Find each line of the material below in which the word "Policy" occurs, and return it.

**********

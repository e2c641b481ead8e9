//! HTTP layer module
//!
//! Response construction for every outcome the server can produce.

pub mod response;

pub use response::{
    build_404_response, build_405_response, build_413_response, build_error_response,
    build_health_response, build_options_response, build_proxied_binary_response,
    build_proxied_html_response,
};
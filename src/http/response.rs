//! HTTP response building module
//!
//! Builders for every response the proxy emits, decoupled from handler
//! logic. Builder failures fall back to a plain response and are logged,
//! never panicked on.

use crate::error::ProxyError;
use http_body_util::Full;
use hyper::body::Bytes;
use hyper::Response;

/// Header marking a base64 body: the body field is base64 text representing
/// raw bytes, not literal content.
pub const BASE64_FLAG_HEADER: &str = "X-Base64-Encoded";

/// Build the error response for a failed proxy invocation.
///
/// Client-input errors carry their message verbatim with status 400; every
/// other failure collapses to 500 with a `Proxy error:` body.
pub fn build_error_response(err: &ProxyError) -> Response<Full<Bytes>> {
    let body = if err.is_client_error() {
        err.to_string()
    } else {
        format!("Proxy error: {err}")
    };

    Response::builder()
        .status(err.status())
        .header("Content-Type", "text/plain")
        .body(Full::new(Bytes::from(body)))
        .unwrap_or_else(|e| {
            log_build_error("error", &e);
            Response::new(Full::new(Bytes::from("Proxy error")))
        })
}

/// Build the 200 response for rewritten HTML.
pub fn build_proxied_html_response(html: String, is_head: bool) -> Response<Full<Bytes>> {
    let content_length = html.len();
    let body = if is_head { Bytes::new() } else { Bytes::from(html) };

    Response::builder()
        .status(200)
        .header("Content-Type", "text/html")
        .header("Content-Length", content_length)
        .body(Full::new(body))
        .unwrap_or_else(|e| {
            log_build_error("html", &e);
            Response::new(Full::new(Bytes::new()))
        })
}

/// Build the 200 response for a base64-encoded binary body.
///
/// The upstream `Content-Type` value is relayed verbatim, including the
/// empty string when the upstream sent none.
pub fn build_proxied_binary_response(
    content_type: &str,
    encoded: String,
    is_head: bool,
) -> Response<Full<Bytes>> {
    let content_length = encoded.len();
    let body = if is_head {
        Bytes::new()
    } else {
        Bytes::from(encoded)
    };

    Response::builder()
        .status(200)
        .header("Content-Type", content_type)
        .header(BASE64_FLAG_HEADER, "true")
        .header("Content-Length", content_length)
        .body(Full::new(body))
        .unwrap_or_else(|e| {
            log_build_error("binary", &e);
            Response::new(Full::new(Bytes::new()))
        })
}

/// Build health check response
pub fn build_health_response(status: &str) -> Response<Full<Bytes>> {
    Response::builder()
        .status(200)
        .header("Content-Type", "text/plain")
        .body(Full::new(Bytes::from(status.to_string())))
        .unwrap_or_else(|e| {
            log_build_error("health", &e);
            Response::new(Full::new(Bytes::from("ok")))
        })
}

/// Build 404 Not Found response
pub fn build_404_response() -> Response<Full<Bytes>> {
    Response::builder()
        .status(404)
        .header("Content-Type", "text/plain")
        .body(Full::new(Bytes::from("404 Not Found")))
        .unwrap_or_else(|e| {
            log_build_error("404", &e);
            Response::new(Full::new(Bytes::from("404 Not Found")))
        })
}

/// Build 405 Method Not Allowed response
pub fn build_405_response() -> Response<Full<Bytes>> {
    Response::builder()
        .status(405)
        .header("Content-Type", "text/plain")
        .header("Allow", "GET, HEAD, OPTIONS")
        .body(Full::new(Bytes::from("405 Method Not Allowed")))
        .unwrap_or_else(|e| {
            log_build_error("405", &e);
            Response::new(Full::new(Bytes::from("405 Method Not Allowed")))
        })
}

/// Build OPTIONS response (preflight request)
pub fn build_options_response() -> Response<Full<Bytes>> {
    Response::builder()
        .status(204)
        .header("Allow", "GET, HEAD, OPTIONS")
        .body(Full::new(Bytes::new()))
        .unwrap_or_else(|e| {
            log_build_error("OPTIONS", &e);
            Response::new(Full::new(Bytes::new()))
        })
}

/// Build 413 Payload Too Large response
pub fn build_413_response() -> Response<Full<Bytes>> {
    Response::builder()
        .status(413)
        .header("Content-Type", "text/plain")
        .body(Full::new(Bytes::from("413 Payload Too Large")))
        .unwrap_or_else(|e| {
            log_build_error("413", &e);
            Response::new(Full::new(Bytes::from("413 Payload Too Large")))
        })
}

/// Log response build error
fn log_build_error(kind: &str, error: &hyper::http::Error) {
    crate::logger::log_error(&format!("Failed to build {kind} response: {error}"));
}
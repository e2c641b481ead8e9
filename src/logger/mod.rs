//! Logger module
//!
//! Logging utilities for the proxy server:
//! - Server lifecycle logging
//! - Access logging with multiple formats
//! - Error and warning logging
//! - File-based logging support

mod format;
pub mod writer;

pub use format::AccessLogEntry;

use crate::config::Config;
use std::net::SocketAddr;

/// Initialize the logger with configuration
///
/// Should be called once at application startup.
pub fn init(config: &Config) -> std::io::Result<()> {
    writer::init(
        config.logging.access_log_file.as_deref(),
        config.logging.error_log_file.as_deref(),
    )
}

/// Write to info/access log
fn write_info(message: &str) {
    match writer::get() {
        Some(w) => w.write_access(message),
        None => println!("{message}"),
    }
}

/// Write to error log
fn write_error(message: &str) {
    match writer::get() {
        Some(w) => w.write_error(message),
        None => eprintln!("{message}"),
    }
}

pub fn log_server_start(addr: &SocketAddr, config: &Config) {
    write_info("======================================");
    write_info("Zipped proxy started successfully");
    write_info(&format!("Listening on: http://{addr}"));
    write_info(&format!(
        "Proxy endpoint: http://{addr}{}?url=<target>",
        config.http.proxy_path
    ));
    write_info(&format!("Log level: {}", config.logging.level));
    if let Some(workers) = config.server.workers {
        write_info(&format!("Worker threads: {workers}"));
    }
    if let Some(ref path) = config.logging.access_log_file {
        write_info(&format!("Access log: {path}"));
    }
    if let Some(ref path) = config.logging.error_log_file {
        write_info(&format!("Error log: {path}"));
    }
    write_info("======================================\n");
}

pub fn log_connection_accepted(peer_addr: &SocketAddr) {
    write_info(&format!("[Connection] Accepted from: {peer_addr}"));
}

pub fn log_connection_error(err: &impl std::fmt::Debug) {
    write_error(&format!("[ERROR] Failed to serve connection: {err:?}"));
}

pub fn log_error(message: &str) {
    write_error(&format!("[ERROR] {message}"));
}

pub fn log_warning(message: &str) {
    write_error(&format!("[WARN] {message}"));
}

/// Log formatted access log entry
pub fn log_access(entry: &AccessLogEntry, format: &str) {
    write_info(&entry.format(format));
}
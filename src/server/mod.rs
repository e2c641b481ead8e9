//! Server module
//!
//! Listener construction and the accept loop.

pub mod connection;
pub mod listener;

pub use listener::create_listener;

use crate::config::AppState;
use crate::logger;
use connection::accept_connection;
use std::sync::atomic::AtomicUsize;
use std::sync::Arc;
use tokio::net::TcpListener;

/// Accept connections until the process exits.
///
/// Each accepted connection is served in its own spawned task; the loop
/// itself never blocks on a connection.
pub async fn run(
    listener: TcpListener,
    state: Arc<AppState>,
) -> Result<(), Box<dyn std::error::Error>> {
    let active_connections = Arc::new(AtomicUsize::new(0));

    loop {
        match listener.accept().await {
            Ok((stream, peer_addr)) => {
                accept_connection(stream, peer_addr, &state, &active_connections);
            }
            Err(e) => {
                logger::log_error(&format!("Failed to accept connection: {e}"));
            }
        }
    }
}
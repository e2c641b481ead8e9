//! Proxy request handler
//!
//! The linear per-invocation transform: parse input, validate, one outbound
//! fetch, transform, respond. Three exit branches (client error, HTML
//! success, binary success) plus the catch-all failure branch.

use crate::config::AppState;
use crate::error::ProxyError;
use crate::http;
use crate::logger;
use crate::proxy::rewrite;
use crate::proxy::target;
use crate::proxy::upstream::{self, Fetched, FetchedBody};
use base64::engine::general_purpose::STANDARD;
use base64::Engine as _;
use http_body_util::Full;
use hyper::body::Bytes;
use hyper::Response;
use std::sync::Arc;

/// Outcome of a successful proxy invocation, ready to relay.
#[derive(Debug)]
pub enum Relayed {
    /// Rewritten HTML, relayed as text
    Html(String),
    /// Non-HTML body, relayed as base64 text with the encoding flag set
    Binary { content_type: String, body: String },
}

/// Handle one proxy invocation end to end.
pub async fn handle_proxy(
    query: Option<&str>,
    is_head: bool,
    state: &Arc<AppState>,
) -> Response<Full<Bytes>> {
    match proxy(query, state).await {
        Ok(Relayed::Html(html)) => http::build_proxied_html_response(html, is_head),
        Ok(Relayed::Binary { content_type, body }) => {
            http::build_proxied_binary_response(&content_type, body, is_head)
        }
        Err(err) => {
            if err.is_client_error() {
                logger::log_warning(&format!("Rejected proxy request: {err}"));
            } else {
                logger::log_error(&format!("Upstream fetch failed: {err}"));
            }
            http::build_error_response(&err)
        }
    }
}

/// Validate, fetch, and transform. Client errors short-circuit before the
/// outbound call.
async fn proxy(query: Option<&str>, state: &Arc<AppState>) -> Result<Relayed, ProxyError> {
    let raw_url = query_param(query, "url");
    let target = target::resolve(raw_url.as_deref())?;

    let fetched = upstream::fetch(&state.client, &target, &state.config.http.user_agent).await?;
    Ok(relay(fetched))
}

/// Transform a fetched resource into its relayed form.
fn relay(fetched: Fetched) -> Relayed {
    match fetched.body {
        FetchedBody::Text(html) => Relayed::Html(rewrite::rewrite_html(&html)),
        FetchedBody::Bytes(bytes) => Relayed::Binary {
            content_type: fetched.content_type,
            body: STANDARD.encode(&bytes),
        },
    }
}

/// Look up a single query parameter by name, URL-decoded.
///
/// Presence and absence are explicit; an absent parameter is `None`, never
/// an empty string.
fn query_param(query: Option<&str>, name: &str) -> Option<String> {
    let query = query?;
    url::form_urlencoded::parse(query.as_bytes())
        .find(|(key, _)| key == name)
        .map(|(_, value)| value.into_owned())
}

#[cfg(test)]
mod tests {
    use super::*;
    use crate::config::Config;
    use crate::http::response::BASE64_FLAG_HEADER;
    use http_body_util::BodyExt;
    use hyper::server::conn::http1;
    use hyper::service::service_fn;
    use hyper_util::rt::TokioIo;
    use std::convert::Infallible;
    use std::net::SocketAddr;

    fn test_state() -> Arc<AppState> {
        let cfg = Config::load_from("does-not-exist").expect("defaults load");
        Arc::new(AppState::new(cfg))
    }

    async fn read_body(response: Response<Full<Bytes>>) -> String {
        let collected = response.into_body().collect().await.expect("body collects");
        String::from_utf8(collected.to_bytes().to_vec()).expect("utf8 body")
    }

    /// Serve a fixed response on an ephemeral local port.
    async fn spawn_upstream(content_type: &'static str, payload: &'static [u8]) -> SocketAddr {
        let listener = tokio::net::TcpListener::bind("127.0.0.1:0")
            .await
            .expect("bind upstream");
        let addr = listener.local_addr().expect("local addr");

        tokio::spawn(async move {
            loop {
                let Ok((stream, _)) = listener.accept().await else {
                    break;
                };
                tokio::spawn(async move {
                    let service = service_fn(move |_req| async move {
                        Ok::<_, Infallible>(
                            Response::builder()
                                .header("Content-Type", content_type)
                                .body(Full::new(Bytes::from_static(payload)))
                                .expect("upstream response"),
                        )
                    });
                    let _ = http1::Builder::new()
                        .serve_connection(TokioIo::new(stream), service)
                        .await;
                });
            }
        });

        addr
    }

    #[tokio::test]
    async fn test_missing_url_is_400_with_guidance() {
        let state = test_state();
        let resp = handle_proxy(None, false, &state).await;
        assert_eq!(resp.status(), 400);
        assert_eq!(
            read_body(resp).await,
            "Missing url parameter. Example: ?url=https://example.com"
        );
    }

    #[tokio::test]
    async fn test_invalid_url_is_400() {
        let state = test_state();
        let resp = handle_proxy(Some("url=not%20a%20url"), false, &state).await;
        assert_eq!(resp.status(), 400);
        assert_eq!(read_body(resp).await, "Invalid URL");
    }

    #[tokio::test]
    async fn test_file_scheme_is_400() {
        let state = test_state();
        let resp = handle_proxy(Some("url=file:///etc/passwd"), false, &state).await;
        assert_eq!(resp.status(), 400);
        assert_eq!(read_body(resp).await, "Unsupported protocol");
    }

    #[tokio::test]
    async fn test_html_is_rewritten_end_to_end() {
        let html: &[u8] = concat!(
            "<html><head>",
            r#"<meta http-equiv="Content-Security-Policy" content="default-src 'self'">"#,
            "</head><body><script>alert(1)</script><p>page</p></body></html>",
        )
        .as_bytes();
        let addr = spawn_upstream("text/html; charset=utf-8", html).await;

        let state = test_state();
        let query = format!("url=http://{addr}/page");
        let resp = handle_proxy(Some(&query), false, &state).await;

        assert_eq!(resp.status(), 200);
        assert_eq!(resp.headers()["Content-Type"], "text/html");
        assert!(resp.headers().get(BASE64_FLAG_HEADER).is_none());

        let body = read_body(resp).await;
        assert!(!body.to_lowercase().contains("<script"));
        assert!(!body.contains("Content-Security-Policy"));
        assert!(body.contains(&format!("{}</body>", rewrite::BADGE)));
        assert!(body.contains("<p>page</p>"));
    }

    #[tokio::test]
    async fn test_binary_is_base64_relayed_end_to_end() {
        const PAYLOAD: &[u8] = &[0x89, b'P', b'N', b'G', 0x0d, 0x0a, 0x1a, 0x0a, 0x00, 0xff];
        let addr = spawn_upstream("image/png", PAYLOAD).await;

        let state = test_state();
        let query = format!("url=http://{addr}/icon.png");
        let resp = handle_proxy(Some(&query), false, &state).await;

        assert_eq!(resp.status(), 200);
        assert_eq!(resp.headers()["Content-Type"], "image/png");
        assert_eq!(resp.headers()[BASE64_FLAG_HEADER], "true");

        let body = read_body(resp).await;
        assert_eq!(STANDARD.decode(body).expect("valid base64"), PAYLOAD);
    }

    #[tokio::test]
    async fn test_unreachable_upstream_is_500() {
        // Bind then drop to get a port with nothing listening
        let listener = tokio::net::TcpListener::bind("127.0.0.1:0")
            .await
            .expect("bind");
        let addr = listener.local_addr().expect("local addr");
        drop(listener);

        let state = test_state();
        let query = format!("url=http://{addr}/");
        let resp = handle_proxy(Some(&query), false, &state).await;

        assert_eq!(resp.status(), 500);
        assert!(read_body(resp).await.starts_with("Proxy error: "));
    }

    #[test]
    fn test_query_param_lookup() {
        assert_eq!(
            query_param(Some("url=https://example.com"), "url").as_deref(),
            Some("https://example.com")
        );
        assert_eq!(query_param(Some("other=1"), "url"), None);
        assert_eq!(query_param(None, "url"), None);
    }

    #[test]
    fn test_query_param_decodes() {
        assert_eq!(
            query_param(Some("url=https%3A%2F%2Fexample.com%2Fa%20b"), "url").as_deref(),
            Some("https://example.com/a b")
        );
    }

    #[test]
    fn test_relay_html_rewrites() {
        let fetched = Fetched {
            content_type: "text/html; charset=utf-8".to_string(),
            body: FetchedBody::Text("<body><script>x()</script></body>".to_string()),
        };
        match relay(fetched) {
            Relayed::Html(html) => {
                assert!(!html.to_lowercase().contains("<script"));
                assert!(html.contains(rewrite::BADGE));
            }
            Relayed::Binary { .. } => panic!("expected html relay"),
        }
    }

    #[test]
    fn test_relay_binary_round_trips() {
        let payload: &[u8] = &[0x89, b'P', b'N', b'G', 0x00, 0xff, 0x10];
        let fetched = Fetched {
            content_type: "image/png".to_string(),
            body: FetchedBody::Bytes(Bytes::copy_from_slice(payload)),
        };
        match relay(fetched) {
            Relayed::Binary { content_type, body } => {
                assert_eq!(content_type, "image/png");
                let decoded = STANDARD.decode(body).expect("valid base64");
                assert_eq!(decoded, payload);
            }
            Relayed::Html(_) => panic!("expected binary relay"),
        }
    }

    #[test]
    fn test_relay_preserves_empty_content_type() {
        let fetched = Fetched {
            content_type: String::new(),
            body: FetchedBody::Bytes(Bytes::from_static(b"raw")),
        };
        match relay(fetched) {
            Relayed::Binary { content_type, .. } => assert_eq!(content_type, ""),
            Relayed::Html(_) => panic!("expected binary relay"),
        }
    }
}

**********

• [Problem solution]:
            r#"<meta http-equiv="Content-Security-Policy" content="default-src 'self'">"#,
        assert!(!body.contains("Content-Security-Policy"));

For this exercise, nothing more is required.